The views and opinions expressed in this editorial article are those of the author and do not reflect the official policy or position of Salina Post or Eagle Media. The editorial is intended to stimulate critical thinking and debate on issues of public interest and should be read with an open mind. Readers are encouraged to consider multiple sources of information and to form their own informed opinions.

By: ROGER MARSHALL
Kansas U.S. Senator
America has always been the land of opportunity. People come here from every corner of the world chasing the values that we hold so dearly. That is something we should be proud of – but being a welcoming nation doesn't mean we stop being a nation of laws.
According to the U.S. Census Bureau's most recent data, more than 51 million foreign-born individuals live in the United States. That number reflects America's enduring promise. Yet within that total, an estimated 15.4 million people are here illegally – living without legal status or authorization.
American citizens deserve a government that puts them first – no U.S. citizen should be asked to play by the rules while others face no rules at all.
The real question isn't whether we should enforce our immigration laws – of course, we should. The question is whether we are enforcing them legally, fairly, and with the integrity the American people expect from their government.
Democrats in Washington are calling for sweeping changes to how Immigration and Customs Enforcement (ICE) arrests and removes people who are in the United States illegally. The argument sounds reasonable on the surface: shouldn't a judge sign every warrant before ICE can act? But when you look at how the current system actually works, the case for changing it falls apart.
First, it helps to understand that there are two kinds of warrants. Criminal warrants – the kind you see on TV – are signed by a judge before police can act. Administrative warrants are different: they are used in civil proceedings, like tax enforcement or immigration, where the government is not charging someone with a crime. ICE uses administrative warrants – and federal courts have upheld that practice for decades.
Here's the truth about how ICE operates: They don't show up on a hunch. In many cases, when ICE serves someone with a removal warrant, that person has already had their full day in court. They appeared before a federal immigration judge. They made their case. They had the chance to appeal. The court ordered them removed. That day in court had already come and gone.
For those who haven't gone through that process yet, ICE still doesn't act on a whim. They make an arrest based on probable cause – the same legal standard your local police use every single day. It's documented. It's grounded in evidence. And after the arrest, that person gets a notice to appear before a federal immigration judge, where they can hire a lawyer, present evidence, and appeal any ruling they disagree with. That – a hearing, a lawyer, the right to appeal – is due process.
And this isn't some new legal theory floated by the current Administration. The Supreme Court settled this decades ago. In Abel v. United States, the Court upheld administrative warrants as a lawful tool for interior immigration enforcement. President Obama's ICE used the same warrants. So did President Bush's. This is not a new invention — it is settled law.
In Kansas, we understand the difference between a system that needs fixing and one that needs defending. Our farmers follow the law. Our small business owners follow the law. The overwhelming majority of Kansans follow the law every day. They expect a federal government that enforces the rules, too.

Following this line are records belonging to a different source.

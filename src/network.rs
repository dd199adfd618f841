//! Immutable, validated Dynamic Relaxation inputs.

use crate::error::{DrError, DrResult};
use crate::math::{row_norms, Connectivity, Points, Scalars};

/// The inputs of a Dynamic Relaxation solve: vertex positions, edge
/// connectivity, loads, and the four per-edge laws (prescribed force
/// density, prescribed force, prescribed length, axial stiffness).
///
/// Constructed once by `Network::new`, which performs all eager validation
/// (shape mismatch, bad edges) described by spec §7, and is never mutated
/// after construction — the driver copies what it needs into its own
/// working state.
pub struct Network {
    pub(crate) vertices: Points,
    pub(crate) edges: Vec<(usize, usize)>,
    pub(crate) fixed: Vec<usize>,
    pub(crate) free: Vec<usize>,
    pub(crate) loads: Points,
    pub(crate) qpre: Scalars,
    pub(crate) fpre: Scalars,
    pub(crate) lpre: Scalars,
    pub(crate) linit: Scalars,
    pub(crate) ea: Scalars,
    pub(crate) connectivity: Connectivity,
}

impl Network {
    /// Construct and validate a network. `linit` is autofilled from the
    /// current edge lengths if every entry is zero on entry (spec §3).
    #[allow(clippy::too_many_arguments)]
    pub fn new(
        vertices: Points,
        edges: Vec<(usize, usize)>,
        fixed: Vec<usize>,
        loads: Points,
        qpre: Scalars,
        fpre: Scalars,
        lpre: Scalars,
        mut linit: Scalars,
        e_mod: Scalars,
        radius: Scalars,
    ) -> DrResult<Self> {
        let num_vertices = vertices.nrows();
        let num_edges = edges.len();

        check_rows("vertices", &vertices, num_vertices)?;
        check_rows("loads", &loads, num_vertices)?;
        check_len("qpre", &qpre, num_edges)?;
        check_len("fpre", &fpre, num_edges)?;
        check_len("lpre", &lpre, num_edges)?;
        check_len("linit", &linit, num_edges)?;
        check_len("e_mod", &e_mod, num_edges)?;
        check_len("radius", &radius, num_edges)?;

        for &v in &fixed {
            if v >= num_vertices {
                return Err(DrError::BadEdge {
                    edge: v,
                    detail: format!("fixed vertex index out of range [0, {num_vertices})"),
                });
            }
        }

        let connectivity = Connectivity::new(num_vertices, &edges)?;

        if linit.iter().all(|&l| l == 0.0) {
            let lengths = row_norms(&connectivity.edge_vectors(&vertices));
            linit = lengths;
        }

        let area: Scalars = radius.map(|r| std::f64::consts::PI * r * r);
        let ea = e_mod.component_mul(&area);

        let mut is_fixed = vec![false; num_vertices];
        for &v in &fixed {
            is_fixed[v] = true;
        }
        let free: Vec<usize> = (0..num_vertices).filter(|&v| !is_fixed[v]).collect();

        Ok(Self {
            vertices,
            edges,
            fixed,
            free,
            loads,
            qpre,
            fpre,
            lpre,
            linit,
            ea,
            connectivity,
        })
    }

    pub fn num_vertices(&self) -> usize {
        self.vertices.nrows()
    }

    pub fn num_edges(&self) -> usize {
        self.edges.len()
    }

    pub fn free(&self) -> &[usize] {
        &self.free
    }

    pub fn fixed(&self) -> &[usize] {
        &self.fixed
    }

    pub fn connectivity(&self) -> &Connectivity {
        &self.connectivity
    }

    pub fn linit(&self) -> &Scalars {
        &self.linit
    }
}

fn check_rows(field: &'static str, arr: &Points, expected: usize) -> DrResult<()> {
    if arr.nrows() != expected || arr.ncols() != 3 {
        return Err(DrError::ShapeMismatch {
            field,
            expected,
            actual: arr.nrows(),
        });
    }
    Ok(())
}

fn check_len(field: &'static str, arr: &Scalars, expected: usize) -> DrResult<()> {
    if arr.len() != expected {
        return Err(DrError::ShapeMismatch {
            field,
            expected,
            actual: arr.len(),
        });
    }
    Ok(())
}
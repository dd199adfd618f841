//! The Dynamic Relaxation iteration loop (spec §4.7).

use log::{debug, trace, warn};

use crate::error::DrResult;
use crate::math::{row_norms, zero_points, Points, Scalars};
use crate::network::Network;
use crate::options::DrOptions;
use crate::results::DrOutcome;
use crate::solver::edge_law;
use crate::solver::integrator::{integrate, Damping, RkScratch};
use crate::solver::mass;

/// Observer invoked once per iteration with `(k, x, [crit1, crit2])`
/// (spec §6 `callback`). Borrowed mutably for the duration of the solve;
/// it must not retain references to `x` beyond the call (spec §5, §9).
pub type Callback<'a> = dyn FnMut(usize, &Points, [f64; 2]) + 'a;

/// Run the Dynamic Relaxation solver to equilibrium (or `kmax` iterations).
///
/// Mirrors spec §6's call surface: `dr(vertices, edges, fixed, loads, qpre,
/// fpre, lpre, linit, E_mod, radius, options)` — here `network` bundles the
/// first ten arguments (already validated by `Network::new`) and `options`
/// the solver configuration. The callback is a separate parameter since it
/// is not serializable and does not belong in `DrOptions`.
pub fn dr(
    network: &Network,
    options: &DrOptions,
    mut callback: Option<&mut Callback<'_>>,
) -> DrResult<DrOutcome> {
    options.validate()?;
    let damping = Damping::new(options.c)?;

    let num_vertices = network.num_vertices();
    let free = network.free();

    let mut x = network.vertices.clone();
    let mut v = zero_points(num_vertices);
    let mut r = zero_points(num_vertices);

    // f is seeded to zero; q_lpre's first use of f (spec §4.2 Observation)
    // therefore contributes zero on iteration 0, exactly as the closure lag
    // implies for a cold start.
    let mut f = Scalars::zeros(network.num_edges());
    let mut l = row_norms(&network.connectivity().edge_vectors(&x));
    let mut q = network.qpre.clone();

    let mut scratch = RkScratch::new(num_vertices);
    let mut converged = false;
    let mut crit1 = f64::INFINITY;
    let mut crit2 = f64::INFINITY;
    let mut iterations_run = 0;

    for k in 0..options.kmax {
        let terms = edge_law::assemble(network, &l, &f);
        q = terms.sum();

        let mut lumped_mass = mass::estimate(network, &terms, options.dt);

        // Pre-step residual at the current geometry, used only to tell a
        // genuinely-undefined zero-mass/nonzero-force vertex apart from a
        // vertex that simply carries no force this iteration.
        let u_pre = network.connectivity().edge_vectors(&x);
        let internal_pre = network.connectivity().transpose_weighted(&q, &u_pre);
        let mut r_pre = Points::zeros(num_vertices, 3);
        for &i in free {
            for c in 0..3 {
                r_pre[(i, c)] = network.loads[(i, c)] - internal_pre[(i, c)];
            }
        }
        mass::guard_degenerate(network, &mut lumped_mass, &r_pre, k)?;

        let x0 = x.clone();
        let v0 = &v * damping.ca;

        let dv = integrate(
            options.steps,
            options.dt,
            damping.cb,
            &x0,
            &v0,
            &network.loads,
            &q,
            &lumped_mass,
            free,
            network.connectivity(),
            &mut scratch,
        );

        for &i in free {
            for c in 0..3 {
                v[(i, c)] = v0[(i, c)] + dv[(i, c)];
            }
        }

        let mut dx = Points::zeros(num_vertices, 3);
        for &i in free {
            for c in 0..3 {
                let delta = v[(i, c)] * options.dt;
                dx[(i, c)] = delta;
                x[(i, c)] = x0[(i, c)] + delta;
            }
        }

        let u = network.connectivity().edge_vectors(&x);
        l = row_norms(&u);
        f = q.component_mul(&l);

        let internal = network.connectivity().transpose_weighted(&q, &u);
        for &i in free {
            for c in 0..3 {
                r[(i, c)] = network.loads[(i, c)] - internal[(i, c)];
            }
        }

        crit1 = free_row_norm(&r, free);
        crit2 = free_row_norm(&dx, free);
        iterations_run = k + 1;

        trace!("iteration {k}: crit1={crit1:e} crit2={crit2:e}");
        if let Some(cb) = callback.as_deref_mut() {
            cb(k, &x, [crit1, crit2]);
        }

        if crit1 < options.tol1 || crit2 < options.tol2 {
            converged = true;
            debug!("converged after {iterations_run} iterations (crit1={crit1:e}, crit2={crit2:e})");
            break;
        }
    }

    if !converged {
        warn!(
            "reached kmax={} iterations without meeting either tolerance (crit1={crit1:e}, crit2={crit2:e})",
            options.kmax
        );
    }

    Ok(DrOutcome {
        positions: x,
        q,
        f,
        l,
        r,
        iterations: iterations_run,
        converged,
        crit1,
        crit2,
    })
}

fn free_row_norm(rows: &Points, free: &[usize]) -> f64 {
    let mut sum_sq = 0.0;
    for &i in free {
        for c in 0..3 {
            let v = rows[(i, c)];
            sum_sq += v * v;
        }
    }
    sum_sq.sqrt()
}
//! Dynamic Relaxation - a native Rust solver for pin-jointed axial-force
//! networks
//!
//! This library provides an explicit, mass-free-method equilibrium solver
//! for networks of vertices connected by axial-force-only edges (cable nets,
//! trusses, tensile membranes), supporting:
//! - Combined prestress, prescribed-force, prescribed-length, and linear
//!   axial stiffness edge laws
//! - Fixed/free vertex boundary conditions
//! - 1st/2nd/4th-order explicit Runge-Kutta time integration with viscous
//!   damping
//! - Two independent convergence criteria (residual norm, displacement norm)
//!
//! ## Example
//! ```rust
//! use dr_solver::prelude::*;
//!
//! // A single bar from the origin to (1, 0, 0), fixed at the origin,
//! // pulled sideways by a unit force density.
//! let vertices = Points::from_row_slice(2, 3, &[0.0, 0.0, 0.0, 1.0, 0.0, 0.0]);
//! let mut loads = Points::zeros(2, 3);
//! loads[(1, 0)] = 1.0;
//!
//! let network = Network::new(
//!     vertices,
//!     vec![(0, 1)],
//!     vec![0],
//!     loads,
//!     Scalars::from_vec(vec![1.0]),
//!     Scalars::from_vec(vec![0.0]),
//!     Scalars::from_vec(vec![0.0]),
//!     Scalars::from_vec(vec![0.0]),
//!     Scalars::from_vec(vec![0.0]),
//!     Scalars::from_vec(vec![0.0]),
//! ).unwrap();
//!
//! let outcome = dr(&network, &DrOptions::default(), None).unwrap();
//! assert!(outcome.converged);
//! ```

pub mod error;
pub mod math;
pub mod network;
pub mod options;
pub mod results;
pub mod smoothing;
pub mod solver;

pub mod prelude {
    pub use crate::error::{DrError, DrResult};
    pub use crate::math::{Points, Scalars};
    pub use crate::network::Network;
    pub use crate::options::DrOptions;
    pub use crate::results::DrOutcome;
    pub use crate::smoothing::{smooth_area_weighted, smooth_center_of_mass, smooth_centroid};
    pub use crate::solver::dr;
    pub use crate::solver::integrator::Steps;
}

#[cfg(feature = "wasm")]
pub mod wasm;
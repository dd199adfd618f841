//! Error types for the Dynamic Relaxation solver

use thiserror::Error;

/// Main error type for DR operations
#[derive(Error, Debug)]
pub enum DrError {
    #[error("field '{field}' has length {actual}, expected {expected}")]
    ShapeMismatch {
        field: &'static str,
        expected: usize,
        actual: usize,
    },

    #[error("edge {edge} is invalid: {detail}")]
    BadEdge { edge: usize, detail: String },

    #[error("invalid option: {0}")]
    BadOptions(String),

    #[error("vertex {vertex} has zero or negative lumped mass at iteration {iteration}")]
    DegenerateMass { vertex: usize, iteration: usize },

    #[error("serialization error: {0}")]
    SerializationError(#[from] serde_json::Error),
}

/// Result type for DR operations
pub type DrResult<T> = Result<T, DrError>;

Demanding a second round of judicial sign-off before someone who entered this country illegally can be removed isn't about protecting rights. It's about using politics to sow doubt into a process that is already built on probable cause, administrative due process, and decades of judicial review.
Layering criminal court requirements onto what has always been a civil, administrative process – one that takes place outside the criminal justice system by design – wouldn't make anyone safer. It would mean longer backlogs, more cases dropped, and people already ordered removed by a federal judge walking free. It would make enforcement nearly impossible.
This isn't a debate about compassion versus cruelty. It's a debate about who Washington is actually working for. Every American who plays by the rules deserves a government in their corner. Right now,democrats in Congress are more focused on shielding people who entered this country illegally than defending the citizens they were elected to serve.